Seule ressource énergétique suffisamment bon marché pour amortir le coût de la transition vers des énergies renouvelables (1), la filière électronucléaire constitue tout à la fois un atout de la France et une chance pour l'Allemagne, comme pour l'ensemble de l'Union européenne (2).

1. Une ressource préservant le climat et l'environnement

L'électricité d'origine nucléaire ne fait pas partie des thèmes identifiés de la coopération franco-allemande, non plus que le financement de la transition énergétique, Cela s'explique aisément par les choix diamétralement opposées faits en ce domaine de part et d'autre du Rhin. Pourtant, le maintien de cette filière à un niveau très substantiel en France, alors que l'Allemagne devrait avoir intégralement abandonné cette voie ne suffit pas à épuiser le sujet, car cette source d'électricité non polluante et à bon marché est appelée à fournir les marges de financement indispensables à la première phase de la transition vers un mix électrique chimiquement pur en France. Elle peut en outre apporter à l'Allemagne et à toute l'Europe la ressource de base indispensable, assurée aujourd'hui par du charbon ou du lignite - deux sources particulièrement contraires aux préoccupations environnementales.

La production des centrales nucléaires est obtenue à un prix de revient suffisamment bas pour qu'une hausse modérée des tarifs payés par les consommateurs fournisse les moyens d'investissement nécessités par les capacités supplémentaires en énergie renouvelable (a), sans détériorer l'environnement, ni brider la croissance (b).

a) Un prix de revient utile à la transition progressive

Deux modèles principaux rendent la transition énergétique économiquement supportable pour les consommateurs :

- un prix élevé de l'énergie, notamment de l'électricité, permet d'amortir aisément l'investissement nécessité par l'énergie renouvelable : le consommateur paye toujours cher, mais avec l'espoir d'une diminution ultérieure de sa facture, lorsqu'il aura fini de payer les immobilisations induites par la transition ;

- un prix de départ très modeste - comme en France, où les ménages payent leur électricité un tiers moins cher que dans la moyenne des autres pays de la zone euro et à un tarif moyen presque deux fois plus bas qu'en Allemagne : le consommateur ne subit qu'une hausse modérée du prix pour couvrir le coût de la transition.

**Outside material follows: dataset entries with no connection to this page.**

//! Resolution engine.
//!
//! # Responsibilities
//! - Hold the current [`RuleIndex`] snapshot
//! - Resolve a request to a redirect target (or nothing)
//! - Rebuild the index from the repository when rules change
//!
//! # Design Decisions
//! - Readers load the snapshot once per request and never block writers
//! - Rebuilds are serialized; queued requests coalesce into one rebuild
//! - Every rebuild carries a generation; an older index never replaces a newer one
//! - A candidate whose destination cannot be resolved is skipped

use std::sync::{Arc, Mutex, PoisonError};
use std::time::{Duration, Instant};

use arc_swap::ArcSwap;
use serde::Serialize;
use tokio::sync::broadcast;
use uuid::Uuid;

use crate::content::{ContentResolver, ResolveError};
use crate::error::{DestinationUnresolvable, StoreResult};
use crate::model::{DestinationKind, RedirectRule, RootNodeId};
use crate::observability::metrics;
use crate::routing::index::{Candidate, IndexStats, RuleIndex};
use crate::routing::normalize::{normalize, NormalizedRequest};
use crate::store::RuleRepository;

/// Default bound on a single content lookup.
pub const DEFAULT_RESOLVE_TIMEOUT: Duration = Duration::from_secs(2);

/// How a request was matched.
#[derive(Debug, Clone, Copy, PartialEq, Eq, Serialize)]
#[serde(rename_all = "lowercase")]
pub enum MatchKind {
    Exact,
    Pattern,
}

/// The outcome of a successful resolution.
#[derive(Debug, Clone, PartialEq, Eq, Serialize)]
#[serde(rename_all = "camelCase")]
pub struct Resolution {
    /// Final target, with the forwarded query already appended.
    pub url: String,
    /// 301 or 302.
    pub status_code: u16,
    pub rule_id: Uuid,
    /// Whether the inbound query was carried over.
    pub forward_query: bool,
    pub matched: MatchKind,
}

impl Resolution {
    pub fn is_permanent(&self) -> bool {
        self.status_code == 301
    }
}

/// Resolves requests against an atomically swapped rule index.
pub struct ResolutionEngine {
    index: ArcSwap<RuleIndex>,
    resolver: Arc<dyn ContentResolver>,
    resolve_timeout: Duration,
    /// Serializes rebuilds.
    rebuild_lock: tokio::sync::Mutex<()>,
    /// Last generation handed out.
    requested: Mutex<u64>,
    /// Generation of the installed index.
    installed: Mutex<u64>,
}

impl ResolutionEngine {
    /// Create an engine with an empty index.
    pub fn new(resolver: Arc<dyn ContentResolver>) -> Self {
        Self {
            index: ArcSwap::from_pointee(RuleIndex::empty()),
            resolver,
            resolve_timeout: DEFAULT_RESOLVE_TIMEOUT,
            rebuild_lock: tokio::sync::Mutex::new(()),
            requested: Mutex::new(0),
            installed: Mutex::new(0),
        }
    }

    pub fn with_resolve_timeout(mut self, timeout: Duration) -> Self {
        self.resolve_timeout = timeout;
        self
    }

    /// The index currently used for resolution.
    pub fn snapshot(&self) -> Arc<RuleIndex> {
        self.index.load_full()
    }

    /// Generation of the installed index (0 until the first rebuild).
    pub fn generation(&self) -> u64 {
        *lock(&self.installed)
    }

    /// Resolve a request.
    ///
    /// `raw_path` may still carry a query, a fragment or an origin; `raw_query`
    /// is the query the transport parsed, if any.
    pub async fn resolve(
        &self,
        root: Option<RootNodeId>,
        raw_path: &str,
        raw_query: &str,
    ) -> Option<Resolution> {
        let started = Instant::now();
        let request = normalize(raw_path, raw_query);
        let index = self.snapshot();

        let mut resolution = None;
        for candidate in index.candidates(root, &request.path, &request.query) {
            let rule = candidate.rule();
            match self.materialize(candidate, &request).await {
                Ok(url) => {
                    resolution = Some(finish(rule, candidate, url, &request));
                    break;
                }
                Err(err) => {
                    tracing::debug!(
                        rule_id = %rule.id(),
                        error = %err,
                        "Skipping rule with unresolvable destination"
                    );
                    metrics::record_destination_failure(err.reason());
                }
            }
        }

        let outcome = match &resolution {
            Some(r) if r.matched == MatchKind::Exact => "exact",
            Some(_) => "pattern",
            None => "no_match",
        };
        metrics::record_resolution(outcome, started.elapsed());

        if let Some(r) = &resolution {
            tracing::debug!(
                path = %request.path,
                rule_id = %r.rule_id,
                status = r.status_code,
                location = %r.url,
                "Resolved redirect"
            );
        }
        resolution
    }

    /// Turn a candidate's destination into a URL.
    async fn materialize(
        &self,
        candidate: Candidate<'_>,
        request: &NormalizedRequest,
    ) -> Result<String, DestinationUnresolvable> {
        let destination = candidate.rule().destination();
        if !destination.is_valid() {
            return Err(DestinationUnresolvable::Invalid);
        }

        match destination.kind() {
            DestinationKind::Url => {
                let url = destination.url();
                let expanded = match candidate {
                    Candidate::Pattern(entry) => entry.expand(&request.path, url),
                    Candidate::Exact(_) => None,
                };
                Ok(expanded.unwrap_or_else(|| url.to_string()))
            }
            kind => {
                let node = destination
                    .node_ref()
                    .ok_or(DestinationUnresolvable::Invalid)?;
                let lookup = self.resolver.resolve_node_url(kind, node);
                match tokio::time::timeout(self.resolve_timeout, lookup).await {
                    Ok(Ok(url)) if !url.is_empty() => Ok(url),
                    Ok(Ok(_)) | Ok(Err(ResolveError::NotFound)) => {
                        Err(DestinationUnresolvable::NotFound(node))
                    }
                    Ok(Err(ResolveError::Unavailable(reason))) => {
                        Err(DestinationUnresolvable::Unavailable(reason))
                    }
                    Err(_) => Err(DestinationUnresolvable::Timeout(self.resolve_timeout)),
                }
            }
        }
    }

    /// Rebuild the index from the repository and install it.
    ///
    /// Calls made while another rebuild runs are folded into the next one.
    /// Returns the stats of the index in effect when the call completes.
    pub async fn rebuild(&self, repo: &dyn RuleRepository) -> StoreResult<IndexStats> {
        let ticket = self.next_generation();
        let _guard = self.rebuild_lock.lock().await;

        if self.generation() >= ticket {
            tracing::debug!(ticket, "Rebuild already covered by a newer one");
            return Ok(self.snapshot().stats());
        }

        // Everything requested up to now is covered by this read.
        let generation = *lock(&self.requested);
        let started = Instant::now();
        let rules = repo.list_all()?;
        let index = RuleIndex::build(rules);
        let stats = index.stats();
        self.install(index, generation);
        metrics::record_rebuild(&stats, started.elapsed());

        tracing::info!(
            generation,
            exact_rules = stats.exact_rules,
            pattern_rules = stats.pattern_rules,
            skipped_rules = stats.skipped_rules,
            "Redirect index rebuilt"
        );
        Ok(self.snapshot().stats())
    }

    /// Build and install an index from an explicit rule set.
    pub fn load_rules(&self, rules: impl IntoIterator<Item = RedirectRule>) -> IndexStats {
        let generation = self.next_generation();
        let index = RuleIndex::build(rules);
        let stats = index.stats();
        self.install(index, generation);
        stats
    }

    /// Install `index` unless a newer generation is already in place.
    fn install(&self, index: RuleIndex, generation: u64) -> bool {
        let mut installed = lock(&self.installed);
        if generation <= *installed {
            tracing::debug!(
                generation,
                installed = *installed,
                "Discarding stale index"
            );
            return false;
        }
        *installed = generation;
        self.index.store(Arc::new(index));
        true
    }

    fn next_generation(&self) -> u64 {
        let mut requested = lock(&self.requested);
        *requested += 1;
        *requested
    }

    /// Rebuild whenever the repository reports a change, until shutdown.
    pub async fn run_rebuilds(
        self: Arc<Self>,
        repo: Arc<dyn RuleRepository>,
        mut shutdown: broadcast::Receiver<()>,
    ) {
        let mut changes = repo.subscribe();
        loop {
            tokio::select! {
                changed = changes.changed() => {
                    if changed.is_err() {
                        tracing::info!("Rule repository closed, stopping rebuilds");
                        break;
                    }
                    let version = *changes.borrow_and_update();
                    tracing::debug!(version, "Rule change notification");
                    if let Err(err) = self.rebuild(repo.as_ref()).await {
                        tracing::error!(error = %err, "Failed to rebuild redirect index, keeping previous");
                    }
                }
                _ = shutdown.recv() => {
                    tracing::info!("Rebuild loop shutting down");
                    break;
                }
            }
        }
    }
}

impl std::fmt::Debug for ResolutionEngine {
    fn fmt(&self, f: &mut std::fmt::Formatter<'_>) -> std::fmt::Result {
        f.debug_struct("ResolutionEngine")
            .field("generation", &self.generation())
            .field("stats", &self.snapshot().stats())
            .field("resolve_timeout", &self.resolve_timeout)
            .finish()
    }
}

fn lock(m: &Mutex<u64>) -> std::sync::MutexGuard<'_, u64> {
    m.lock().unwrap_or_else(PoisonError::into_inner)
}

fn finish(
    rule: &RedirectRule,
    candidate: Candidate<'_>,
    url: String,
    request: &NormalizedRequest,
) -> Resolution {
    let url = if rule.forward_query_string() {
        let remaining = strip_consumed(&request.query, rule.query_string().unwrap_or_default());
        append_query(&url, &remaining)
    } else {
        url
    };
    Resolution {
        url,
        status_code: rule.status_code(),
        rule_id: rule.id(),
        forward_query: rule.forward_query_string(),
        matched: match candidate {
            Candidate::Exact(_) => MatchKind::Exact,
            Candidate::Pattern(_) => MatchKind::Pattern,
        },
    }
}

/// Inbound query minus the parameters the rule itself matched on.
pub fn strip_consumed(inbound: &str, consumed: &str) -> String {
    if consumed.is_empty() {
        return inbound.to_string();
    }
    let mut consumed: Vec<&str> = consumed.split('&').filter(|p| !p.is_empty()).collect();
    inbound
        .split('&')
        .filter(|param| !param.is_empty())
        .filter(|param| match consumed.iter().position(|c| c == param) {
            Some(i) => {
                consumed.swap_remove(i);
                false
            }
            None => true,
        })
        .collect::<Vec<_>>()
        .join("&")
}

/// Append `query` to `url`, keeping any fragment last.
pub fn append_query(url: &str, query: &str) -> String {
    if query.is_empty() {
        return url.to_string();
    }
    let (base, fragment) = match url.split_once('#') {
        Some((base, fragment)) => (base, Some(fragment)),
        None => (url, None),
    };

    let mut out = String::with_capacity(url.len() + query.len() + 1);
    out.push_str(base);
    if !(base.ends_with('?') || base.ends_with('&')) {
        out.push(if base.contains('?') { '&' } else { '?' });
    }
    out.push_str(query);
    if let Some(fragment) = fragment {
        out.push('#');
        out.push_str(fragment);
    }
    out
}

b) Tout autre choix détériorerait l'environnement ou briderait la croissance.

Comment compenser les inconvénients inhérents aux filières intermittentes, à savoir une disponibilité indépendante de la demande et un prix de revient moyen élevé malgré un coût marginal négligeable ou nul ?

Techniquement, il est envisageable de recourir à une source thermique utilisant des installations existantes et disponible un tarif très bas. Tel est le choix initialement fait par l'Allemagne dans la mouture première de l' Energiewende . D'après l'Agence internationale de l'énergie, les émissions de gaz carbonique par habitant et par an étaient quasiment doubles en Allemagne par rapport à ce qu'elles étaient en France au cours de l'année 2012, avec 9,3 tonnes contre 5,5, alors que la consommation moyenne d'énergie, tous secteurs confondus, était presque identique dans les deux pays, avec 32 mégawattheures par habitant en Allemagne et 29 en France. Ces derniers chiffres permettent d'observer que le niveau de la consommation d'énergie est extrêmement peu sensible au prix : le tarif moyen de l'électricité s'établissait 0,27 euro par kilowattheure en Allemagne, contre seulement 0,14 en France. Fort logiquement, ce recours massif aux combustibles fossiles - qui assuraient en 2012 quelque 62 % du mix électrique en Allemagne, dont 45 % au titre du charbon et du lignite - doit n'être que temporaire. En France, les combustibles fossiles n'ont procuré que 9 % du mix électrique.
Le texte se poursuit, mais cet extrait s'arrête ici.